Earlier that day, January 14, Ryan set off to visit his girlfriend in Mankato, Minnesota, with plans to have her put the white coat on him during the ceremony. Snow had been falling all day and the roads were slushy, so he was driving slowly on the interstate. Somewhere near Mason City, about three-quarters of the way to his destination, “a semi shot right by me, and it took my wheels out from under me. My car flipped to the side – it didn’t roll but it turned – and I ended up shooting about 50 yards into a ditch,” he recounted.

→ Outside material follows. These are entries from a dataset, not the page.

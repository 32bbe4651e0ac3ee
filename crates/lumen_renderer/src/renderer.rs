//! Tile-parallel frame renderer.
//!
//! Each frame spawns one scoped worker per row band. Workers trace their
//! band into a disjoint slice of the output buffer, then bump the shared
//! completion counter. The calling thread polls the counter and runs the
//! caller's pump closure in between, so window events keep flowing while
//! a frame is in flight.
//!
//! Buffer layout: `width * height * 3` floats, rows top to bottom. Pixel
//! row `y` is counted from the bottom of the view, so it lands in memory
//! row `height - 1 - y`.

use std::sync::atomic::{AtomicBool, Ordering};
use std::thread;
use std::time::{Duration, Instant};

use lumen_core::RenderSettings;
use lumen_math::Camera;
use rand::rngs::StdRng;
use rand::{RngCore, SeedableRng};

use crate::band::{generate_bands, Band};
use crate::brdf::Color;
use crate::context::RenderContext;
use crate::error::{RenderError, RenderResult};
use crate::estimator::{Estimator, RussianRoulette};
use crate::output::ImageBuffer;
use crate::sampling::{gen_f64, tent};
use crate::scene::Scene;

const POLL_INTERVAL: Duration = Duration::from_micros(200);

/// How a frame ended.
#[derive(Debug, Clone, Copy, PartialEq, Eq)]
pub enum FrameOutcome {
    /// Every band finished.
    Completed,
    /// New input arrived and at least one band was abandoned.
    Cancelled,
    /// Nothing was rendered: the image had converged and no input arrived.
    Idle,
}

/// Samples per pixel and whether to split the pixel into 2x2 strata.
#[derive(Debug, Clone, Copy, PartialEq, Eq)]
pub struct PixelSampling {
    /// Samples per stratum
    pub samples: u32,
    pub stratified: bool,
}

impl PixelSampling {
    /// A single jittered sample per pixel for 1, otherwise 2x2 strata.
    pub fn interactive(samples: u32) -> Self {
        Self {
            samples: samples.max(1),
            stratified: samples > 1,
        }
    }

    /// Always 2x2 strata.
    pub fn stratified(samples: u32) -> Self {
        Self {
            samples: samples.max(1),
            stratified: true,
        }
    }
}

/// Estimate the colour of pixel `(x, y)`, `y` counted from the bottom.
///
/// Each stratum's mean is clamped to [0, 1] before the strata are
/// averaged. Returns `None` as soon as `cancelled` reports true; it is
/// checked before every sample.
#[allow(clippy::too_many_arguments)]
pub fn render_pixel(
    estimator: &Estimator,
    camera: &Camera,
    x: u32,
    y: u32,
    width: u32,
    height: u32,
    sampling: PixelSampling,
    rng: &mut dyn RngCore,
    cancelled: &dyn Fn() -> bool,
) -> Option<Color> {
    let strata = if sampling.stratified { 2 } else { 1 };
    let weight = 1.0 / (strata * strata) as f64;
    let mut pixel = Color::ZERO;

    for sy in 0..strata {
        for sx in 0..strata {
            let mut radiance = Color::ZERO;
            for _ in 0..sampling.samples {
                if cancelled() {
                    return None;
                }
                let (px, py) = film_position(x, y, sx, sy, strata, rng);
                let ray = camera.primary_ray(px, py, width, height);
                radiance += estimator.radiance(&ray, 1, rng) / sampling.samples as f64;
            }
            pixel += radiance.clamp(Color::ZERO, Color::ONE) * weight;
        }
    }

    Some(pixel)
}

/// Tent-jittered film position inside stratum `(sx, sy)` of a pixel
/// split into `strata` x `strata` cells.
fn film_position(
    x: u32,
    y: u32,
    sx: u32,
    sy: u32,
    strata: u32,
    rng: &mut dyn RngCore,
) -> (f64, f64) {
    let dx = tent(gen_f64(rng));
    let dy = tent(gen_f64(rng));
    let strata = strata as f64;
    (
        x as f64 + (sx as f64 + 0.5 + dx) / strata,
        y as f64 + (sy as f64 + 0.5 + dy) / strata,
    )
}

/// Bumps the completion counter when a worker exits, even by panic.
struct DoneGuard<'a>(&'a RenderContext);

impl Drop for DoneGuard<'_> {
    fn drop(&mut self) {
        self.0.mark_worker_done();
    }
}

/// Interactive multi-threaded renderer.
#[derive(Debug, Clone)]
pub struct FrameRenderer {
    width: u32,
    height: u32,
    workers: usize,
    roulette: RussianRoulette,
    /// Per-frame base seed; drawn fresh each frame when unset.
    seed: Option<u64>,
}

impl FrameRenderer {
    /// One worker per logical CPU and the interactive roulette policy.
    pub fn new(width: u32, height: u32) -> Self {
        Self {
            width,
            height,
            workers: num_cpus::get(),
            roulette: RussianRoulette::default(),
            seed: None,
        }
    }

    pub fn from_settings(settings: &RenderSettings) -> Self {
        Self {
            width: settings.width,
            height: settings.height,
            workers: settings.thread_count(),
            roulette: RussianRoulette::new(settings.rr_depth, settings.rr_probability),
            seed: settings.seed,
        }
    }

    pub fn with_workers(mut self, workers: usize) -> Self {
        self.workers = workers.max(1);
        self
    }

    pub fn with_roulette(mut self, roulette: RussianRoulette) -> Self {
        self.roulette = roulette;
        self
    }

    pub fn with_seed(mut self, seed: Option<u64>) -> Self {
        self.seed = seed;
        self
    }

    pub fn width(&self) -> u32 {
        self.width
    }

    pub fn height(&self) -> u32 {
        self.height
    }

    pub fn workers(&self) -> usize {
        self.workers
    }

    /// Floats the output buffer must hold.
    pub fn buffer_len(&self) -> usize {
        ImageBuffer::len_for(self.width, self.height)
    }

    /// Render one frame without servicing any events while waiting.
    pub fn render(
        &self,
        scene: &Scene,
        camera: &Camera,
        samples: u32,
        ctx: &RenderContext,
        buffer: &mut [f32],
    ) -> RenderResult<FrameOutcome> {
        self.render_with_pump(scene, camera, samples, ctx, buffer, || {})
    }

    /// Render one frame at `samples` per stratum, calling `pump` while the
    /// workers run.
    ///
    /// With more than one sample the frame is abandoned as soon as the
    /// context reports new input. Abandoned bands keep whatever the buffer
    /// held before.
    pub fn render_with_pump<F: FnMut()>(
        &self,
        scene: &Scene,
        camera: &Camera,
        samples: u32,
        ctx: &RenderContext,
        buffer: &mut [f32],
        mut pump: F,
    ) -> RenderResult<FrameOutcome> {
        if self.width == 0 || self.height == 0 {
            return Err(RenderError::ZeroDimension);
        }
        let expected = self.buffer_len();
        if buffer.len() != expected {
            return Err(RenderError::BufferSize {
                expected,
                found: buffer.len(),
            });
        }

        let start = Instant::now();
        let samples = samples.max(1);
        let bands = generate_bands(self.height, self.workers);
        let estimator = Estimator::new(scene, self.roulette).with_preview(samples == 1);
        let base_seed = self.seed.unwrap_or_else(rand::random);
        let width = self.width;
        let height = self.height;
        let cancelled = AtomicBool::new(false);
        let cancelled = &cancelled;

        ctx.begin_frame(samples);

        thread::scope(|scope| {
            let row_len = width as usize * 3;
            let mut rest = &mut buffer[..];
            let mut handles = Vec::with_capacity(bands.len());

            // Highest band first: it owns the top memory rows.
            for &band in bands.iter().rev() {
                let (chunk, tail) =
                    std::mem::take(&mut rest).split_at_mut(band.rows() as usize * row_len);
                rest = tail;

                handles.push(scope.spawn(move || {
                    let _done = DoneGuard(ctx);
                    let mut rng = StdRng::seed_from_u64(base_seed.wrapping_add(band.index as u64));
                    let job = BandJob {
                        estimator: &estimator,
                        camera,
                        width,
                        height,
                        ctx,
                    };
                    if !job.run(band, chunk, &mut rng) {
                        cancelled.store(true, Ordering::SeqCst);
                    }
                }));
            }

            while ctx.workers_done() < bands.len() {
                pump();
                thread::sleep(POLL_INTERVAL);
            }

            for handle in handles {
                if let Err(panic) = handle.join() {
                    std::panic::resume_unwind(panic);
                }
            }
        });

        let outcome = if cancelled.load(Ordering::SeqCst) {
            FrameOutcome::Cancelled
        } else {
            FrameOutcome::Completed
        };
        log::debug!(
            "Frame at {} spp over {} bands: {:?} in {:.2?}",
            samples,
            bands.len(),
            outcome,
            start.elapsed()
        );
        Ok(outcome)
    }
}

/// Per-worker view of a frame.
struct BandJob<'a> {
    estimator: &'a Estimator<'a>,
    camera: &'a Camera,
    width: u32,
    height: u32,
    ctx: &'a RenderContext,
}

impl BandJob<'_> {
    /// Trace every pixel of `band` into `out`, its slice of the buffer.
    /// Returns false if the band was abandoned.
    fn run(&self, band: Band, out: &mut [f32], rng: &mut dyn RngCore) -> bool {
        let ctx = self.ctx;
        let samples = ctx.sample_count();
        let sampling = PixelSampling::interactive(samples);
        let cancellable = samples > 1;
        let cancelled = move || cancellable && ctx.has_new_input();
        let first_row = band.memory_rows(self.height).start;

        for y in band.y_start..band.y_end {
            let row = (self.height - 1 - y - first_row) as usize;
            for x in 0..self.width {
                let Some(color) = render_pixel(
                    self.estimator,
                    self.camera,
                    x,
                    y,
                    self.width,
                    self.height,
                    sampling,
                    rng,
                    &cancelled,
                ) else {
                    return false;
                };
                let i = (row * self.width as usize + x as usize) * 3;
                out[i] = color.x as f32;
                out[i + 1] = color.y as f32;
                out[i + 2] = color.z as f32;
            }
        }
        true
    }
}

Ryan managed to get his car out of the ditch after an hour of hard work, only to find one of the tires was flat. With no other options, he changed the tire on the side of the busy interstate, while cars continued to fly by.
Spare tire in place and two hours to go until the ceremony, Ryan set off to find a tire repair shop. That, too, proved harrowing. “It was like the worst situation possible,” he said. “There was no traction on my wheel, my car was pulling left and right because the alignment was messed up, and there was an oversized semi behind me and another semi to the left of me.”
By the time Ryan found his way to a shop and got his tire patched, the ceremony was about to start. Determined to make it to the ceremony, he pulled into a parking lot and logged on to Zoom through his phone. “I had to attend the White Coat Ceremony in a small veterinarian parking lot in the middle of a blizzard,” he said, “but I was just happy I was alive.”
Happy to be alive and happy to be at the ceremony. Ryan persevered where many would have given up because he felt an obligation to his family and those who helped him get to nursing school. He also viewed the ceremony as a checkpoint for his hard work the past two years, and a reminder to continue to work hard.
Ryan, who plans to eventually become a nurse anesthetist, made it safely back to Iowa City the following Monday and has settled into his classes at the College of Nursing. “Everybody knows who I am now in class,” he said. “That was a good opener.”